Planning a wedding is difficult enough. It’s even more difficult when there are multiple outside voices telling you what to do. They’re often our closest friends and family, and of course we want them to be happy, but they aren’t the ones getting married. But we love them, but…
It can be very stressful. And confusing. (For tips on how to stop stressing about wedding planning, check out this post!)
I can’t promise to make all of your problems magically disappear, but I can help you get through it (relatively) unscathed. Here we go:
Take time away from everyone else. Sit down with your partner–just your partner–and talk about what you want your wedding day to look like. Are there any non-negotiables? Are there things you aren’t interested in? Things you’re on the fence about? Talk it out, write it down.
This puts both of you on the same page and makes it easy to prioritize when things come up down the line. What is most important to you? What has some wiggle room?
Decide that together.
Everyone is different, and the people in your life may not know what kind of wedding you want if you don’t tell them.
In my case, my parents knew I wanted to elope well before Duncan and I got engaged. It wasn’t exactly news; I’m not a “huge party, center of attention” sort of person. But I was still very clear about what our plans were and how we wanted the day to go, because we still got some pushback early on. “Oh you have to invite so and so!” Nope, we really don’t. Here’s our line in the sand, please respect that.
You’re under no obligation to explain your reasoning for any of this, but you’ve got to say something.
Seething in silence isn’t going to help anyone.
Speaking of communication though (see what I did there? “Speaking”…? ok.), if you go stomping about, yelling at everyone about “your perfect day,” no one is going to turn up to your wedding anyway because you’re acting like a monster. (Get a grip.)
Acknowledge where people are coming from when they offer suggestions or unsolicited advice. Explain to them why certain things are so important to you, which will help them understand where you’re coming from.
Instead of, “I just like to be contrary and push your buttons,” you can try, “Keeping the guest list small is important to us. We want to focus our energy on each other and enjoy every part of our wedding together, and we don’t feel that we can do that with 200 guests to take care of.” Elaborate, don’t elaborate, up to you.

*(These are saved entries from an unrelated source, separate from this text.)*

//! Zero-padding and valid convolution, with hand-derived gradients
//!
//! The forward convolution follows the patch-matrix formulation: every
//! spatial patch of the input is flattened into one row of a 2-D matrix,
//! and each output channel is a matrix-vector product of that patch matrix
//! with the channel's flattened filter, plus the channel bias.
//!
//! The backward direction is split into three operators mirroring the
//! analytic derivation:
//! - weight gradient: one single-channel valid convolution per
//!   `(out_channel, in_channel)` pair, with the upstream gradient channel
//!   acting as the kernel over the forward input channel;
//! - bias gradient: spatial sum of the upstream gradient per channel;
//! - input gradient: full convolution of the upstream gradient with the
//!   180°-rotated, channel-transposed filter bank, cropped back to the
//!   unpadded input extent.

use crate::error::{ModelError, Result};
use crate::tensor::{FilterBank, Tensor3D};

/// Enlarge the first two dimensions of `input` by `2 * margin`, zero-filling
/// the border and centering the original data.
///
/// # Errors
///
/// `InvalidArgument` if `margin` is zero.
pub fn pad(input: &Tensor3D, margin: usize) -> Result<Tensor3D> {
    if margin == 0 {
        return Err(ModelError::InvalidArgument {
            op: "pad",
            details: "pad width must be positive".to_string(),
        });
    }

    let (rows, cols, channels) = input.shape();
    let mut output = Tensor3D::zeros(rows + 2 * margin, cols + 2 * margin, channels);
    for r in 0..rows {
        for c in 0..cols {
            for k in 0..channels {
                output.set(r + margin, c + margin, k, input.get(r, c, k));
            }
        }
    }
    Ok(output)
}

/// Remove a border of width `margin` from the first two dimensions.
///
/// This is the inverse of [`pad`] and the adjoint of padding: gradient at a
/// padded tensor is routed back to the unpadded region by dropping the
/// border.
pub fn crop(input: &Tensor3D, margin: usize) -> Result<Tensor3D> {
    let (rows, cols, channels) = input.shape();
    if margin == 0 || 2 * margin >= rows || 2 * margin >= cols {
        return Err(ModelError::InvalidArgument {
            op: "crop",
            details: format!("cannot crop {} from a {}x{} extent", margin, rows, cols),
        });
    }

    let mut output = Tensor3D::zeros(rows - 2 * margin, cols - 2 * margin, channels);
    for r in 0..output.rows() {
        for c in 0..output.cols() {
            for k in 0..channels {
                output.set(r, c, k, input.get(r + margin, c + margin, k));
            }
        }
    }
    Ok(output)
}

/// Valid convolution with stride 1 and no implicit padding.
///
/// Output spatial extent is `input - filter + 1` per dimension; the output
/// channel count is the bank's `out_channels`.
///
/// The implementation extracts every spatial patch of the input into a row
/// of a patch matrix, then computes one patch-matrix × filter-vector
/// product per output channel with the bias broadcast over the map.
///
/// # Errors
///
/// `ShapeMismatch` if the input channel count differs from the bank's
/// `in_channels`, the bias length differs from `out_channels`, or the
/// filter exceeds the input extent.
pub fn convolve(input: &Tensor3D, bank: &FilterBank) -> Result<Tensor3D> {
    if input.channels() != bank.in_channels() {
        return Err(ModelError::ShapeMismatch {
            op: "convolve",
            details: format!(
                "input has {} channels, filter bank expects {}",
                input.channels(),
                bank.in_channels()
            ),
        });
    }
    if bank.biases.len() != bank.out_channels() {
        return Err(ModelError::ShapeMismatch {
            op: "convolve",
            details: format!(
                "bias length {} does not match {} output channels",
                bank.biases.len(),
                bank.out_channels()
            ),
        });
    }
    if bank.rows() > input.rows() || bank.cols() > input.cols() {
        return Err(ModelError::ShapeMismatch {
            op: "convolve",
            details: format!(
                "filter {}x{} exceeds input extent {}x{}",
                bank.rows(),
                bank.cols(),
                input.rows(),
                input.cols()
            ),
        });
    }

    let out_rows = input.rows() - bank.rows() + 1;
    let out_cols = input.cols() - bank.cols() + 1;
    let in_channels = bank.in_channels();
    let out_channels = bank.out_channels();
    let patch_len = bank.rows() * bank.cols() * in_channels;

    // Patch matrix: one flattened input patch per output position.
    let mut patches = vec![0.0f64; out_rows * out_cols * patch_len];
    for oy in 0..out_rows {
        for ox in 0..out_cols {
            let row = &mut patches[(oy * out_cols + ox) * patch_len..][..patch_len];
            let mut p = 0;
            for ky in 0..bank.rows() {
                for kx in 0..bank.cols() {
                    for ic in 0..in_channels {
                        row[p] = input.get(oy + ky, ox + kx, ic);
                        p += 1;
                    }
                }
            }
        }
    }

    let mut output = Tensor3D::zeros(out_rows, out_cols, out_channels);
    let mut filter = vec![0.0f64; patch_len];
    for oc in 0..out_channels {
        // Flatten this output channel's filter in patch order.
        let mut p = 0;
        for ky in 0..bank.rows() {
            for kx in 0..bank.cols() {
                for ic in 0..in_channels {
                    filter[p] = bank.weight(ky, kx, ic, oc);
                    p += 1;
                }
            }
        }

        let bias = bank.biases[oc];
        let out = output.data_mut();
        for (pos, patch) in patches.chunks_exact(patch_len).enumerate() {
            let mut sum = bias;
            for (a, b) in patch.iter().zip(filter.iter()) {
                sum += a * b;
            }
            out[pos * out_channels + oc] = sum;
        }
    }
    Ok(output)
}

// Single-channel valid convolution: `kernel` channel `kc` slides over
// `input` channel `ic`. Returns the flat (in - kernel + 1)^2 plane.
fn plane_valid_conv(input: &Tensor3D, ic: usize, kernel: &Tensor3D, kc: usize) -> Vec<f64> {
    let out_rows = input.rows() - kernel.rows() + 1;
    let out_cols = input.cols() - kernel.cols() + 1;
    let mut plane = vec![0.0f64; out_rows * out_cols];
    for oy in 0..out_rows {
        for ox in 0..out_cols {
            let mut sum = 0.0;
            for ky in 0..kernel.rows() {
                for kx in 0..kernel.cols() {
                    sum += input.get(oy + ky, ox + kx, ic) * kernel.get(ky, kx, kc);
                }
            }
            plane[oy * out_cols + ox] = sum;
        }
    }
    plane
}

/// Weight and bias gradients of a valid convolution.
///
/// `input` is the tensor the forward convolution actually consumed (already
/// padded when the stage pads), `upstream` the gradient at the convolution
/// output. The returned bank holds the weight gradients in its `weights`
/// and the bias gradients in its `biases`.
///
/// The weight gradient for `(out_channel, in_channel)` is a single-channel
/// valid convolution of the input channel with the upstream channel as
/// kernel, computed pair by pair. The bias gradient per channel is the
/// spatial sum of the upstream gradient.
pub fn convolve_param_gradients(
    input: &Tensor3D,
    upstream: &Tensor3D,
    kernel_rows: usize,
    kernel_cols: usize,
) -> Result<FilterBank> {
    if upstream.rows() > input.rows() || upstream.cols() > input.cols() {
        return Err(ModelError::ShapeMismatch {
            op: "convolve_param_gradients",
            details: format!(
                "upstream extent {}x{} exceeds input extent {}x{}",
                upstream.rows(),
                upstream.cols(),
                input.rows(),
                input.cols()
            ),
        });
    }
    if input.rows() - upstream.rows() + 1 != kernel_rows
        || input.cols() - upstream.cols() + 1 != kernel_cols
    {
        return Err(ModelError::ShapeMismatch {
            op: "convolve_param_gradients",
            details: format!(
                "input {}x{} and upstream {}x{} do not correspond to a {}x{} kernel",
                input.rows(),
                input.cols(),
                upstream.rows(),
                upstream.cols(),
                kernel_rows,
                kernel_cols
            ),
        });
    }

    let in_channels = input.channels();
    let out_channels = upstream.channels();
    let mut grads = FilterBank::zeros(kernel_rows, kernel_cols, in_channels, out_channels);

    for oc in 0..out_channels {
        for ic in 0..in_channels {
            let plane = plane_valid_conv(input, ic, upstream, oc);
            for ky in 0..kernel_rows {
                for kx in 0..kernel_cols {
                    grads.set_weight(ky, kx, ic, oc, plane[ky * kernel_cols + kx]);
                }
            }
        }

        let mut sum = 0.0;
        for oy in 0..upstream.rows() {
            for ox in 0..upstream.cols() {
                sum += upstream.get(oy, ox, oc);
            }
        }
        grads.biases[oc] = sum;
    }
    Ok(grads)
}

// 180° spatial rotation with the channel axes swapped, so the result maps
// out_channels back to in_channels.
fn rotate_and_transpose(bank: &FilterBank) -> FilterBank {
    let mut flipped = FilterBank::zeros(
        bank.rows(),
        bank.cols(),
        bank.out_channels(),
        bank.in_channels(),
    );
    for r in 0..bank.rows() {
        for c in 0..bank.cols() {
            for ic in 0..bank.in_channels() {
                for oc in 0..bank.out_channels() {
                    flipped.set_weight(
                        bank.rows() - 1 - r,
                        bank.cols() - 1 - c,
                        oc,
                        ic,
                        bank.weight(r, c, ic, oc),
                    );
                }
            }
        }
    }
    flipped
}

/// Gradient of a valid convolution with respect to its unpadded input.
///
/// Computes the full convolution of `upstream` with the rotated,
/// channel-transposed bank: the upstream gradient is re-padded by
/// `kernel - 1` (skipped for 1×1 filters), valid-convolved, then cropped by
/// `forward_pad` to the unpadded input's spatial extent. The crop subsumes
/// the padding operator's adjoint.
pub fn convolve_input_gradient(
    upstream: &Tensor3D,
    bank: &FilterBank,
    forward_pad: usize,
) -> Result<Tensor3D> {
    if upstream.channels() != bank.out_channels() {
        return Err(ModelError::ShapeMismatch {
            op: "convolve_input_gradient",
            details: format!(
                "upstream has {} channels, filter bank produces {}",
                upstream.channels(),
                bank.out_channels()
            ),
        });
    }
    if bank.rows() != bank.cols() {
        return Err(ModelError::InvalidArgument {
            op: "convolve_input_gradient",
            details: format!("kernel must be square, got {}x{}", bank.rows(), bank.cols()),
        });
    }

    let flipped = rotate_and_transpose(bank);
    let full = if bank.rows() > 1 {
        let spread = pad(upstream, bank.rows() - 1)?;
        convolve(&spread, &flipped)?
    } else {
        convolve(upstream, &flipped)?
    };

    if forward_pad > 0 {
        crop(&full, forward_pad)
    } else {
        Ok(full)
    }
}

(Top tip that is related but also can be applied to other parts of your life: you guys know how much I love butts around here, but try using “and” instead of “but.” Check my last sentence up there. By using “and,” you aren’t negating what you’ve just said. Next time your partner drives you up the wall, say “I love you, and you’re pushing my buttons.” Instead of “but you’re pushing my buttons.” Makes a world of difference.)

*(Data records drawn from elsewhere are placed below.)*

//! Minibatch training driver
//!
//! One sample is processed fully (forward, loss, backward) before the next
//! begins; the batch size only controls how many per-sample gradients are
//! averaged into one optimizer step, never concurrency. The parameter set is
//! written exclusively by the update step, between complete
//! forward/backward cycles.

use std::time::Instant;

use log::info;

use crate::config::TrainingConfig;
use crate::error::{ModelError, Result};
use crate::network::{Gradients, LightCnn9};
use crate::optimizers::{Optimizer, Sgd};
use crate::tensor::Tensor3D;
use crate::utils::SimpleRng;

/// One training sample: a single-channel image and its label vector
/// (one-hot or soft), as wide as the network's class-score vector.
pub struct Sample {
    pub image: Tensor3D,
    pub label: Vec<f64>,
}

/// Per-epoch training statistics.
#[derive(Debug, Clone)]
pub struct EpochStats {
    pub epoch: usize,
    pub average_loss: f64,
    pub seconds: f64,
}

/// Train the network in place over the given samples.
///
/// Each epoch shuffles the sample order, walks minibatches, accumulates the
/// per-sample gradients scaled by `1 / batch`, and applies one SGD step per
/// batch. Returns per-epoch statistics.
///
/// # Errors
///
/// `InvalidArgument` when the sample set is empty; otherwise the first
/// engine failure aborts the run (shape violations are wiring bugs, not
/// transient conditions).
pub fn train(
    network: &mut LightCnn9,
    samples: &[Sample],
    config: &TrainingConfig,
    rng: &mut SimpleRng,
) -> Result<Vec<EpochStats>> {
    if samples.is_empty() {
        return Err(ModelError::InvalidArgument {
            op: "train",
            details: "sample set is empty".to_string(),
        });
    }

    let mut optimizer = Sgd::new(config.learning_rate);
    let mut indices: Vec<usize> = (0..samples.len()).collect();
    let mut stats = Vec::with_capacity(config.epochs);

    info!(
        "training: epochs={} batch={} lr={}",
        config.epochs,
        config.batch_size,
        optimizer.learning_rate()
    );

    for epoch in 0..config.epochs {
        let start = Instant::now();
        rng.shuffle_usize(&mut indices);

        let mut total_loss = 0.0;
        for batch_start in (0..samples.len()).step_by(config.batch_size) {
            let batch = (samples.len() - batch_start).min(config.batch_size);

            let mut accumulated = Gradients::zeros_like(network.params());
            for offset in 0..batch {
                let sample = &samples[indices[batch_start + offset]];
                let cache = network.forward(&sample.image)?;
                total_loss += network.loss(&cache, &sample.label)?;
                let grads = network.backward(&cache, &sample.label)?;
                accumulated.accumulate(&grads);
            }
            accumulated.scale(1.0 / batch as f64);
            network.apply_gradients(&accumulated, &mut optimizer);
        }

        let seconds = start.elapsed().as_secs_f64();
        let average_loss = total_loss / samples.len() as f64;
        info!(
            "epoch {} | loss={:.6} | time={:.3}s",
            epoch + 1,
            average_loss,
            seconds
        );
        stats.push(EpochStats {
            epoch: epoch + 1,
            average_loss,
            seconds,
        });
    }

    Ok(stats)
}
//! Fully-connected projection and its gradients

use crate::error::{ModelError, Result};
use crate::tensor::DenseParams;

/// Linear projection `input · weights + biases` over a flattened input.
///
/// Callers flatten feature maps beforehand; memory order makes that the
/// identity on the buffer.
///
/// # Errors
///
/// `ShapeMismatch` if the input length differs from the weight matrix's
/// input dimension, or the bias length from its output dimension.
pub fn dense_project(input: &[f64], params: &DenseParams) -> Result<Vec<f64>> {
    if input.len() != params.input_size() {
        return Err(ModelError::ShapeMismatch {
            op: "dense_project",
            details: format!(
                "input length {} does not match weight input dimension {}",
                input.len(),
                params.input_size()
            ),
        });
    }
    if params.biases.len() != params.output_size() {
        return Err(ModelError::ShapeMismatch {
            op: "dense_project",
            details: format!(
                "bias length {} does not match output dimension {}",
                params.biases.len(),
                params.output_size()
            ),
        });
    }

    let out_len = params.output_size();
    let mut output = params.biases.clone();
    for (i, &x) in input.iter().enumerate() {
        let row = &params.weights[i * out_len..(i + 1) * out_len];
        for (o, w) in output.iter_mut().zip(row.iter()) {
            *o += x * w;
        }
    }
    Ok(output)
}

/// Adjoint of [`dense_project`].
///
/// Given the upstream gradient `g`: the weight gradient is the outer
/// product of the input with `g`, the bias gradient is `g` itself, and the
/// input gradient is `weights · g`. The parameter gradients are returned in
/// a `DenseParams` container of the same shape.
pub fn dense_backward(
    input: &[f64],
    params: &DenseParams,
    upstream: &[f64],
) -> Result<(DenseParams, Vec<f64>)> {
    if input.len() != params.input_size() {
        return Err(ModelError::ShapeMismatch {
            op: "dense_backward",
            details: format!(
                "input length {} does not match weight input dimension {}",
                input.len(),
                params.input_size()
            ),
        });
    }
    if upstream.len() != params.output_size() {
        return Err(ModelError::ShapeMismatch {
            op: "dense_backward",
            details: format!(
                "upstream length {} does not match output dimension {}",
                upstream.len(),
                params.output_size()
            ),
        });
    }

    let out_len = params.output_size();
    let mut grads = DenseParams::zeros(params.input_size(), out_len);
    let mut input_grad = vec![0.0f64; input.len()];

    for (i, &x) in input.iter().enumerate() {
        let weight_row = &params.weights[i * out_len..(i + 1) * out_len];
        let grad_row = &mut grads.weights[i * out_len..(i + 1) * out_len];
        let mut acc = 0.0;
        for j in 0..out_len {
            let g = upstream[j];
            grad_row[j] = x * g;
            acc += weight_row[j] * g;
        }
        input_grad[i] = acc;
    }
    grads.biases.copy_from_slice(upstream);

    Ok((grads, input_grad))
}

Now, listen. Don’t be a dick. Remember what I said about the stomping.
Your loved ones mean well, they do. (And if they truly don’t, why are you even dealing with them…?) There’s no need to scream at anyone or jump down their throats.
It’s still your wedding, and if you’re not interested in inviting 50 extra people because your mum says you should, or getting a big poofy white dress when all you want is that cute blue number, you don’t freaking have to.
The troublesome area with many weddings is that parents often offer to pay for things. For many young couples, especially if they’re having a larger wedding, the cost is just too much to deal with. But if your parents are paying for things, you can’t really turn around and say, “I don’t care what you think.” You know? Tends to rub people up the wrong way. Tread carefully, be respectful, be grateful. And if you’re in sticky spot with parents dictating everything and saying, “Well we’re paying for it so it’s our call,” then consider stepping away and having a smaller wedding without financial help.
Get married at city hall, or wherever, just you or just your immediate family. Let your parents throw a party afterwards if that would make both of you happy. But stick to your guns. People will get over it, whatever “it” is. …Will you?
At the end of the day, conceding something here and there won’t kill you if it really does turn out to be a deal breaker. For example: Duncan and I wanted tacos after our wedding because they’re our favourite. We eat them all the time. He proposed to me over tacos. But my parents wanted a nicer dinner, at a nicer restaurant.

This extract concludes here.